◯分科員(平木博美) お時間をちょうだいいたしましたので,午前中に質問を──65分の持ち時間ということですけれども,始めさせていただきたいと思います。(発言する者あり)
 短くしてくれというご意見出ておりますが,答弁の方を短くよろしくお願いいたします。質問は,6点にわたって質問をさせていただきたいと思います。
 まず,神戸ファッションウィーク──今,開催されておりますファッションウィークについてから始めさせていただきたいと思います。
 3月1日から3月23日まで,神戸ファッションウィークということで,いよいよ8日には神戸コレクションが開催,フラワーロードやさんちかにはバナーが今,張られておりまして,ムードを盛り上げていただいてるのではないかと思います。神戸コレクションは毎回,大変好評で,チケット完売ということで,これまでのファッションマートからワールド記念ホールにことしは会場が移されたと聞いております。しかし残念ながら,20代,10代のうちの娘に聞きましても,それは聞いたことないと言います。友達に聞いても聞いたことないわということで,完売ということなんですが,皆様知る人ぞ知るで,なかなか一般市民にはまだまだ浸透していないなというのが現実ではないかと思います。
 ファッションウィークに至りましては,カタログを私はいただきまして拝見したんですけれども,なかなか市民の目に触れる場所になくて,うちの店には置いてますよというところが,参加の店のとこにはあるんですけれども,なかなか一般には見れないというようなことがあって,ちょっと一般的にまだ浸透がされていないのではないかなというのが残念なところです。好評だと伺っているだけに,なかなかこのコレクションを中心としたファッションウィークの,アパレル業界や飲食店の業績へのよい影響をということももちろんですけれども,市民も自分たちが楽しんで参加をして,そしてそのことが神戸を訪れてくれる業界の関係者,あるいは観光客を誘致するというようなことにつながっていく取り組みにしていくということが大事なのではないかと思います。

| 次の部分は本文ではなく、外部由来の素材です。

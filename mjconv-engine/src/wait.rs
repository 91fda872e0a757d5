//! Wait-set computation: which tile kinds complete a concealed hand.

use std::collections::BTreeSet;

use crate::agari::is_complete;
use crate::tile::{NUM_TILE_KINDS, TileKind};
use crate::types::TileCounts;

/// Ordered set of completing kinds. Two wait-sets are equal iff they hold
/// the same kinds.
pub type WaitSet = BTreeSet<TileKind>;

/// Every kind with fewer than four copies held whose arrival completes the
/// hand. An empty set means the hand is not tenpai.
pub fn compute_wait_set(counts: &TileCounts) -> WaitSet {
    let mut probe = *counts;
    let mut waits = WaitSet::new();
    for k in 0..NUM_TILE_KINDS {
        if probe[k] >= 4 {
            continue;
        }
        probe[k] += 1;
        if is_complete(&probe)
            && let Some(kind) = TileKind::new(k as u8)
        {
            waits.insert(kind);
        }
        probe[k] -= 1;
    }
    waits
}

#[cfg(test)]
mod tests {
    use super::*;

    fn hand(kinds: &[u8]) -> TileCounts {
        let mut h = [0u8; 34];
        for &k in kinds {
            h[k as usize] += 1;
        }
        h
    }

    fn waits(kinds: &[u8]) -> Vec<u8> {
        compute_wait_set(&hand(kinds)).iter().map(|k| k.id()).collect()
    }

    #[test]
    fn edge_and_single_waits() {
        // 123456789m 1234p
        assert_eq!(waits(&[0, 1, 2, 3, 4, 5, 6, 7, 8, 9, 10, 11, 12]), vec![9, 12]);
        // 123p 456p 789p 1s-9s... tanki on haku
        assert_eq!(waits(&[9, 9, 9, 18, 19, 20, 21, 22, 23, 24, 25, 26, 31]), vec![31]);
    }

    #[test]
    fn nine_gates_waits_on_every_rank() {
        assert_eq!(waits(&[0, 0, 0, 1, 2, 3, 4, 5, 6, 7, 8, 8, 8]), (0..9).collect::<Vec<u8>>());
    }

    #[test]
    fn thirteen_sided_wait() {
        use crate::tile::TERMINALS_AND_HONORS;
        assert_eq!(waits(&TERMINALS_AND_HONORS), TERMINALS_AND_HONORS.to_vec());
    }

    #[test]
    fn seven_pairs_single_wait() {
        assert_eq!(waits(&[0, 0, 1, 1, 2, 2, 3, 3, 4, 4, 5, 5, 27]), vec![27]);
    }

    #[test]
    fn mixed_shapes() {
        assert_eq!(waits(&[1, 2, 3, 3, 3, 27, 27, 27, 28, 28, 28, 9, 9]), vec![0, 3, 9]);
    }

    #[test]
    fn four_held_copies_are_never_waited_on() {
        // 1111m 234p 567p 789s 9s: completing tile would be a fifth 1m
        let h = hand(&[0, 0, 0, 0, 10, 11, 12, 13, 14, 15, 24, 25, 26]);
        assert!(!compute_wait_set(&h).iter().any(|k| k.id() == 0));
    }

    #[test]
    fn noten_hand_has_no_waits() {
        assert!(waits(&[0, 2, 4, 6, 8, 10, 12, 14, 16, 18, 27, 29, 31]).is_empty());
    }

    #[test]
    fn ankan_probe_cases() {
        // removing the quad changes the wait
        let before = waits(&[0, 0, 0, 1, 2, 13, 14, 15, 15, 16, 17, 27, 27]);
        assert_eq!(before, vec![0, 3, 27]);
        assert_eq!(waits(&[1, 2, 13, 14, 15, 15, 16, 17, 27, 27]), vec![0, 3]);

        // removing the quad keeps the wait
        let kept = waits(&[0, 0, 0, 1, 2, 3, 13, 14, 15, 25, 25, 24, 23]);
        assert_eq!(kept, vec![22, 25]);
        assert_eq!(waits(&[1, 2, 3, 13, 14, 15, 25, 25, 24, 23]), vec![22, 25]);
    }
}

 そこで,神戸ファッションウィークをどのように市民にもアピールされていくのか,そして,これまでの経済効果はどのぐらいであったと評価をされているのか,また将来,経済効果をどのように見込んでいらっしゃるのかについて,お伺いいたしたいと思います。
 あわせて,このファッションウィークというのは民間主導で進められてきたということですが,行政の協力体制について,どのような事業計画をされているのか,お伺いしたいと思います。
 2番目に,神戸ブランドMeets上海についてお伺いいたします。
 購買力を持った富裕層がふえてきたということで,ますます拡大が見込まれている中国市場対策は,今後の日本経済の発展にとって重要だと言われています。平成18年から国のJAPANブランド育成支援事業の認定を受けて,商工会議所が中心となって,神戸ブランドMeets上海が展開されております。これは平成20年度までの3カ年計画ということで,目に見える効果がすぐに上がるものではないということから考えますと,なかなか評価というのは難しいかと思いますが,これまでの企業の反応を受けて,神戸市としてどのようにこの施策を評価しているのか,現時点での評価をお伺いしたいと思います。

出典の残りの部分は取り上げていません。